Father shook his head. "If there was any hope, I’d never try to keep her from him. If there was no hope, I would try to keep him from that pain." He looked at Diana. He did not know her very well. Her relationship was almost exclusively with Vincent, which was something that disturbed him. He had thought at first that it was merely desperation, a rebound connection with another woman Above. As he had come to know a bit more about her, he began to suspect it was more than that. There was something uncanny about Diana, almost as uncanny as there was about Vincent. He suspected they shared a gift, and that the bond they felt had less to do with love than with kinship.

Vincent’s relationship with her was nothing like with Catherine. She always disappeared the moment she truly enveloped herself in another case, and would stay immersed in these fresh cases for months.

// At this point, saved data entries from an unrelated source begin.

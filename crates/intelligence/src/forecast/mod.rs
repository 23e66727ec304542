//! Forecasting engine.
//!
//! The method set is closed: [`ForecastMethod`] names it and
//! [`ForecastEngine`] maps each variant to one [`Forecaster`] strategy.
//! Strategies work on plain `f64` values; the engine owns horizon validation,
//! minimum-length checks, clamping and conversion to reported decimals.

use core::fmt;
use core::str::FromStr;

use rust_decimal::Decimal;
use serde::{Deserialize, Serialize};
use tracing::{debug, warn};

use crate::config::IntelligenceConfig;
use crate::decimal::to_decimal;
use crate::error::{IntelligenceError, IntelligenceResult};
use crate::series::DemandSeries;
use crate::stats::interval_z;

pub mod arima;
pub mod exponential_smoothing;
pub mod moving_average;
mod optimize;

pub use arima::Arima;
pub use exponential_smoothing::ExponentialSmoothing;
pub use moving_average::MovingAverage;

#[derive(Debug, Copy, Clone, PartialEq, Eq, Hash, Serialize, Deserialize)]
#[serde(rename_all = "snake_case")]
pub enum ForecastMethod {
    MovingAverage,
    ExponentialSmoothing,
    Arima,
}

impl ForecastMethod {
    pub const ALL: [ForecastMethod; 3] = [
        ForecastMethod::MovingAverage,
        ForecastMethod::ExponentialSmoothing,
        ForecastMethod::Arima,
    ];

    pub fn as_str(&self) -> &'static str {
        match self {
            ForecastMethod::MovingAverage => "moving_average",
            ForecastMethod::ExponentialSmoothing => "exponential_smoothing",
            ForecastMethod::Arima => "arima",
        }
    }
}

impl fmt::Display for ForecastMethod {
    fn fmt(&self, f: &mut fmt::Formatter<'_>) -> fmt::Result {
        f.write_str(self.as_str())
    }
}

impl FromStr for ForecastMethod {
    type Err = IntelligenceError;

    fn from_str(s: &str) -> Result<Self, Self::Err> {
        match s.trim().to_ascii_lowercase().replace('-', "_").as_str() {
            "moving_average" => Ok(ForecastMethod::MovingAverage),
            "exponential_smoothing" => Ok(ForecastMethod::ExponentialSmoothing),
            "arima" => Ok(ForecastMethod::Arima),
            _ => Err(IntelligenceError::UnsupportedMethod(s.to_string())),
        }
    }
}

/// ARIMA (p, d, q) order.
#[derive(Debug, Copy, Clone, PartialEq, Eq, Hash, Serialize, Deserialize)]
pub struct ArimaOrder {
    pub p: u8,
    pub d: u8,
    pub q: u8,
}

impl ArimaOrder {
    pub const fn new(p: u8, d: u8, q: u8) -> Self {
        Self { p, d, q }
    }
}

impl fmt::Display for ArimaOrder {
    fn fmt(&self, f: &mut fmt::Formatter<'_>) -> fmt::Result {
        write!(f, "({},{},{})", self.p, self.d, self.q)
    }
}

#[derive(Debug, Clone, PartialEq, Serialize)]
pub struct ForecastResult {
    pub method: ForecastMethod,
    pub horizon_days: u32,
    /// One entry per future day.
    pub point_forecast: Vec<Decimal>,
    /// Empty when the method gives no interval.
    pub lower_bound: Vec<Decimal>,
    pub upper_bound: Vec<Decimal>,
    pub residual_std: Decimal,
    /// Coverage of the interval, when there is one.
    #[serde(skip_serializing_if = "Option::is_none")]
    pub confidence_level: Option<Decimal>,
    #[serde(skip_serializing_if = "Option::is_none")]
    pub order: Option<ArimaOrder>,
}

impl ForecastResult {
    pub fn has_interval(&self) -> bool {
        !self.lower_bound.is_empty()
    }

    /// Sum of the point forecast.
    pub fn total(&self) -> Decimal {
        self.point_forecast.iter().copied().sum()
    }
}

/// Strategy output before clamping/rounding.
#[derive(Debug, Clone, PartialEq)]
pub struct RawForecast {
    pub point: Vec<f64>,
    /// `(lower, upper)`, parallel to `point`.
    pub interval: Option<(Vec<f64>, Vec<f64>)>,
    pub residual_std: f64,
    pub order: Option<ArimaOrder>,
}

/// A forecasting strategy.
pub trait Forecaster {
    fn method(&self) -> ForecastMethod;

    /// Shortest series this strategy accepts.
    fn minimum_periods(&self) -> usize;

    /// Fit on `values` (oldest first) and forecast `horizon` steps.
    /// Callers guarantee `values.len() >= minimum_periods()` and `horizon >= 1`.
    fn fit_predict(&self, values: &[f64], horizon: usize) -> IntelligenceResult<RawForecast>;
}

/// Dispatches a [`ForecastMethod`] to its strategy.
#[derive(Debug, Clone)]
pub struct ForecastEngine {
    config: IntelligenceConfig,
}

impl ForecastEngine {
    pub fn new(config: IntelligenceConfig) -> Self {
        Self { config }
    }

    pub fn config(&self) -> &IntelligenceConfig {
        &self.config
    }

    pub fn validate_horizon(&self, horizon_days: u32) -> IntelligenceResult<()> {
        if horizon_days == 0 || horizon_days > self.config.max_horizon_days {
            return Err(IntelligenceError::InvalidHorizon {
                requested: horizon_days,
                max: self.config.max_horizon_days,
            });
        }
        Ok(())
    }

    pub fn forecast(
        &self,
        series: &DemandSeries,
        method: ForecastMethod,
        horizon_days: u32,
    ) -> IntelligenceResult<ForecastResult> {
        self.validate_horizon(horizon_days)?;

        let z = interval_z(self.config.confidence_level).ok_or_else(|| {
            IntelligenceError::invalid_input("confidence_level must lie in (0, 1)")
        })?;

        let raw = match method {
            ForecastMethod::MovingAverage => {
                self.run(&MovingAverage::new(self.config.moving_average_window), series, horizon_days)
            }
            ForecastMethod::ExponentialSmoothing => self.run(
                &ExponentialSmoothing::new(self.config.smoothing_alpha, z),
                series,
                horizon_days,
            ),
            ForecastMethod::Arima => self.run(
                &Arima::new(
                    self.config.arima_min_periods,
                    self.config.arima_max_iterations,
                    self.config.arima_fit_timeout,
                    z,
                ),
                series,
                horizon_days,
            ),
        }?;

        finish(method, horizon_days, raw, self.config.confidence_level)
    }

    fn run(
        &self,
        strategy: &dyn Forecaster,
        series: &DemandSeries,
        horizon_days: u32,
    ) -> IntelligenceResult<RawForecast> {
        let required = strategy.minimum_periods();
        if series.len() < required {
            return Err(IntelligenceError::insufficient(required, series.len()));
        }

        let values = series.values();
        let result = strategy.fit_predict(&values, horizon_days as usize);
        match &result {
            Ok(raw) => debug!(
                method = %strategy.method(),
                series_len = values.len(),
                horizon_days,
                residual_std = raw.residual_std,
                "forecast computed"
            ),
            Err(e) => warn!(
                method = %strategy.method(),
                series_len = values.len(),
                horizon_days,
                error = %e,
                "forecast failed"
            ),
        }
        result
    }
}

fn finish(
    method: ForecastMethod,
    horizon_days: u32,
    raw: RawForecast,
    confidence_level: f64,
) -> IntelligenceResult<ForecastResult> {
    let horizon = horizon_days as usize;
    if raw.point.len() != horizon {
        return Err(IntelligenceError::model_fit(format!(
            "{method} produced {} values for a {horizon}-day horizon",
            raw.point.len()
        )));
    }
    if !raw.residual_std.is_finite() || raw.point.iter().any(|v| !v.is_finite()) {
        return Err(IntelligenceError::model_fit(format!(
            "{method} produced non-finite output"
        )));
    }

    // Demand cannot be negative.
    let point: Vec<f64> = raw.point.iter().map(|v| v.max(0.0)).collect();

    let (lower_bound, upper_bound, confidence) = match raw.interval {
        Some((lower, upper)) => {
            if lower.len() != horizon
                || upper.len() != horizon
                || lower.iter().chain(upper.iter()).any(|v| !v.is_finite())
            {
                return Err(IntelligenceError::model_fit(format!(
                    "{method} produced a malformed interval"
                )));
            }
            let lo = lower
                .iter()
                .zip(&point)
                .map(|(l, p)| to_decimal(l.max(0.0).min(*p)))
                .collect();
            let hi = upper
                .iter()
                .zip(&point)
                .map(|(u, p)| to_decimal(u.max(*p)))
                .collect();
            (lo, hi, Some(to_decimal(confidence_level)))
        }
        None => (Vec::new(), Vec::new(), None),
    };

    Ok(ForecastResult {
        method,
        horizon_days,
        point_forecast: point.into_iter().map(to_decimal).collect(),
        lower_bound,
        upper_bound,
        residual_std: to_decimal(raw.residual_std.max(0.0)),
        confidence_level: confidence,
        order: raw.order,
    })
}

#[cfg(test)]
mod tests {
    use chrono::NaiveDate;
    use proptest::prelude::*;
    use rust_decimal_macros::dec;

    use super::*;
    use crate::decimal::to_decimal;

    fn start() -> NaiveDate {
        NaiveDate::from_ymd_opt(2024, 1, 1).unwrap()
    }

    fn series(values: &[f64]) -> DemandSeries {
        let qty: Vec<Decimal> = values.iter().map(|v| to_decimal(*v)).collect();
        DemandSeries::from_daily(start(), &qty).unwrap()
    }

    fn engine() -> ForecastEngine {
        ForecastEngine::new(IntelligenceConfig::default())
    }

    #[test]
    fn serializes_decimals_as_strings() {
        let result = engine()
            .forecast(&series(&[4.0, 4.0, 4.0, 4.0, 4.0, 4.0, 4.0]), ForecastMethod::MovingAverage, 2)
            .unwrap();
        let json = serde_json::to_value(&result).unwrap();
        assert_eq!(json["method"], "moving_average");
        let first: Decimal = json["point_forecast"][0].as_str().unwrap().parse().unwrap();
        assert_eq!(first, dec!(4));
        assert!(json.get("order").is_none());
    }

    #[test]
    fn parses_method_names() {
        assert_eq!("moving_average".parse::<ForecastMethod>().unwrap(), ForecastMethod::MovingAverage);
        assert_eq!(
            "Exponential-Smoothing".parse::<ForecastMethod>().unwrap(),
            ForecastMethod::ExponentialSmoothing
        );
        assert_eq!("arima".parse::<ForecastMethod>().unwrap(), ForecastMethod::Arima);
        let err = "prophet".parse::<ForecastMethod>().unwrap_err();
        assert_eq!(err, IntelligenceError::UnsupportedMethod("prophet".into()));
    }

    #[test]
    fn constant_week_moving_average_scenario() {
        let s = series(&[10.0; 7]);
        let f = engine().forecast(&s, ForecastMethod::MovingAverage, 3).unwrap();
        assert_eq!(f.point_forecast, vec![dec!(10), dec!(10), dec!(10)]);
        assert_eq!(f.residual_std, dec!(0));
        assert!(!f.has_interval());
        assert_eq!(f.horizon_days, 3);
    }

    #[test]
    fn arima_on_five_days_is_insufficient() {
        let s = series(&[3.0, 4.0, 5.0, 4.0, 3.0]);
        let err = engine().forecast(&s, ForecastMethod::Arima, 7).unwrap_err();
        assert_eq!(err, IntelligenceError::insufficient(14, 5));
    }

    #[test]
    fn moving_average_needs_a_full_window() {
        let s = series(&[1.0, 2.0, 3.0]);
        let err = engine().forecast(&s, ForecastMethod::MovingAverage, 1).unwrap_err();
        assert_eq!(err, IntelligenceError::insufficient(7, 3));
    }

    #[test]
    fn horizon_outside_bounds_is_rejected() {
        let s = series(&[1.0; 10]);
        for h in [0, 366] {
            let err = engine().forecast(&s, ForecastMethod::ExponentialSmoothing, h).unwrap_err();
            assert_eq!(
                err,
                IntelligenceError::InvalidHorizon {
                    requested: h,
                    max: 365
                }
            );
        }
        assert!(engine().forecast(&s, ForecastMethod::ExponentialSmoothing, 365).is_ok());
    }

    #[test]
    fn negative_projections_clamp_to_zero() {
        // Steep decline toward zero.
        let values: Vec<f64> = (0..30).map(|i| (60.0 - 2.0 * i as f64).max(0.0)).collect();
        let f = engine().forecast(&series(&values), ForecastMethod::Arima, 60).unwrap();
        assert!(f.point_forecast.iter().all(|v| *v >= Decimal::ZERO));
        assert!(f.lower_bound.iter().all(|v| *v >= Decimal::ZERO));
    }

    #[test]
    fn bounds_bracket_the_point_forecast() {
        let values: Vec<f64> = (0..40).map(|i| 20.0 + ((i * 7) % 5) as f64).collect();
        for method in [ForecastMethod::ExponentialSmoothing, ForecastMethod::Arima] {
            let f = engine().forecast(&series(&values), method, 10).unwrap();
            assert!(f.has_interval());
            for i in 0..10 {
                assert!(f.lower_bound[i] <= f.point_forecast[i]);
                assert!(f.point_forecast[i] <= f.upper_bound[i]);
            }
            assert_eq!(f.confidence_level, Some(dec!(0.95)));
        }
    }

    proptest! {
        #![proptest_config(ProptestConfig {
            cases: 64,
            ..ProptestConfig::default()
        })]

        /// Property: every method yields exactly `horizon` non-negative values.
        #[test]
        fn forecast_has_horizon_entries_all_non_negative(
            values in prop::collection::vec(0.0f64..500.0, 14..60),
            horizon in 1u32..60,
        ) {
            let s = series(&values);
            for method in ForecastMethod::ALL {
                match engine().forecast(&s, method, horizon) {
                    Ok(f) => {
                        prop_assert_eq!(f.point_forecast.len(), horizon as usize);
                        prop_assert!(f.point_forecast.iter().all(|v| *v >= Decimal::ZERO));
                        prop_assert!(f.residual_std >= Decimal::ZERO);
                    }
                    Err(IntelligenceError::ModelFit(_)) => {}
                    Err(e) => prop_assert!(false, "unexpected error: {e}"),
                }
            }
        }

        /// Property: a constant series forecasts the constant under any window.
        #[test]
        fn moving_average_is_idempotent_on_constant_input(
            v in 0u32..10_000,
            window in 1usize..30,
            horizon in 1u32..30,
        ) {
            let cfg = IntelligenceConfig::default().with_moving_average_window(window);
            let s = series(&vec![f64::from(v); window + 3]);
            let f = ForecastEngine::new(cfg).forecast(&s, ForecastMethod::MovingAverage, horizon).unwrap();
            let expected = Decimal::from(v);
            prop_assert!(f.point_forecast.iter().all(|p| *p == expected));
            prop_assert_eq!(f.residual_std, Decimal::ZERO);
        }
    }
}
//! Strongly-typed identifiers used across the back office.

use core::str::FromStr;
use serde::{Deserialize, Serialize};
use uuid::Uuid;

use crate::error::DomainError;

/// Identifier of a stocked product.
#[derive(Debug, Copy, Clone, PartialEq, Eq, PartialOrd, Ord, Hash, Serialize, Deserialize)]
#[serde(transparent)]
pub struct ProductId(Uuid);

/// Identifier of a branch (a physical office holding stock).
#[derive(Debug, Copy, Clone, PartialEq, Eq, PartialOrd, Ord, Hash, Serialize, Deserialize)]
#[serde(transparent)]
pub struct BranchId(Uuid);

macro_rules! impl_uuid_newtype {
    ($t:ty, $name:literal) => {
        impl $t {
            /// Create a new identifier.
            ///
            /// Uses UUIDv7 (time-ordered). Prefer passing IDs explicitly in tests
            /// for determinism.
            pub fn new() -> Self {
                Self(Uuid::now_v7())
            }

            pub fn from_uuid(uuid: Uuid) -> Self {
                Self(uuid)
            }

            pub fn as_uuid(&self) -> &Uuid {
                &self.0
            }
        }

        impl Default for $t {
            fn default() -> Self {
                Self::new()
            }
        }

        impl core::fmt::Display for $t {
            fn fmt(&self, f: &mut core::fmt::Formatter<'_>) -> core::fmt::Result {
                core::fmt::Display::fmt(&self.0, f)
            }
        }

        impl From<Uuid> for $t {
            fn from(value: Uuid) -> Self {
                Self(value)
            }
        }

        impl From<$t> for Uuid {
            fn from(value: $t) -> Self {
                value.0
            }
        }

        impl FromStr for $t {
            type Err = DomainError;

            fn from_str(s: &str) -> Result<Self, Self::Err> {
                let uuid = Uuid::from_str(s.trim())
                    .map_err(|e| DomainError::invalid_id(format!("{}: {}", $name, e)))?;
                Ok(Self(uuid))
            }
        }
    };
}

impl_uuid_newtype!(ProductId, "ProductId");
impl_uuid_newtype!(BranchId, "BranchId");

#[cfg(test)]
mod tests {
    use super::*;

    #[test]
    fn parses_and_displays_round_trip() {
        let id = ProductId::new();
        let parsed: ProductId = id.to_string().parse().unwrap();
        assert_eq!(parsed, id);
    }

    #[test]
    fn rejects_malformed_id() {
        let err = "not-a-uuid".parse::<BranchId>().unwrap_err();
        let DomainError::InvalidId(msg) = err;
        assert!(msg.starts_with("BranchId"));
    }

    #[test]
    fn ordering_follows_uuid_ordering() {
        let a = ProductId::from_uuid(Uuid::from_u128(1));
        let b = ProductId::from_uuid(Uuid::from_u128(2));
        assert!(a < b);
    }

    #[test]
    fn serializes_transparently() {
        let id = BranchId::from_uuid(Uuid::from_u128(7));
        let json = serde_json::to_string(&id).unwrap();
        assert_eq!(json, format!("\"{}\"", Uuid::from_u128(7)));
    }
}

Only then would she drop a line to the world Below, asking if they needed anything of her. Mostly keeping a line open for Vincent. Father knew Vincent had visited her, occasionally, as he wandered the world Above. He knew Vincent’s feelings for her were not love. He was concerned what Diana’s feelings were. "Would you not try to spare him?"

Diana shook her head, more confused than negating. "It wouldn’t be my decision," she said.

"But it is," Father said. "If she is beyond reaching, it might be better if he were not to know."

"If she is beyond reaching," Diana said, "she might not be beyond him."

Father pursed his lips. "I will consider that," he said. "But it would be best to warn him, no matter the situation."

Diana nodded. "Very well," she said. "I’ll head over there tomorrow. You’ll know the way of things by evening."

"Thank you, Ms. Bennet," Father said. He returned to the car his Helper was driving him in, his incredibly out-of-date suit making him stand out even more than he would have in his tunnel clothes.

Diana took a deep breath and asked herself if she was ready to face Catherine Chandler again. The last time she had done so, it had nearly broken her heart to pieces. Now that she knew Vincent, if things were as bad again, she knew she’d be hard pressed to recover.

Wait. Vincent. Realization slowly dawned over her face. With a gasp, Diana began to run. If her suspicions were correct, there might just be a happy ending after all.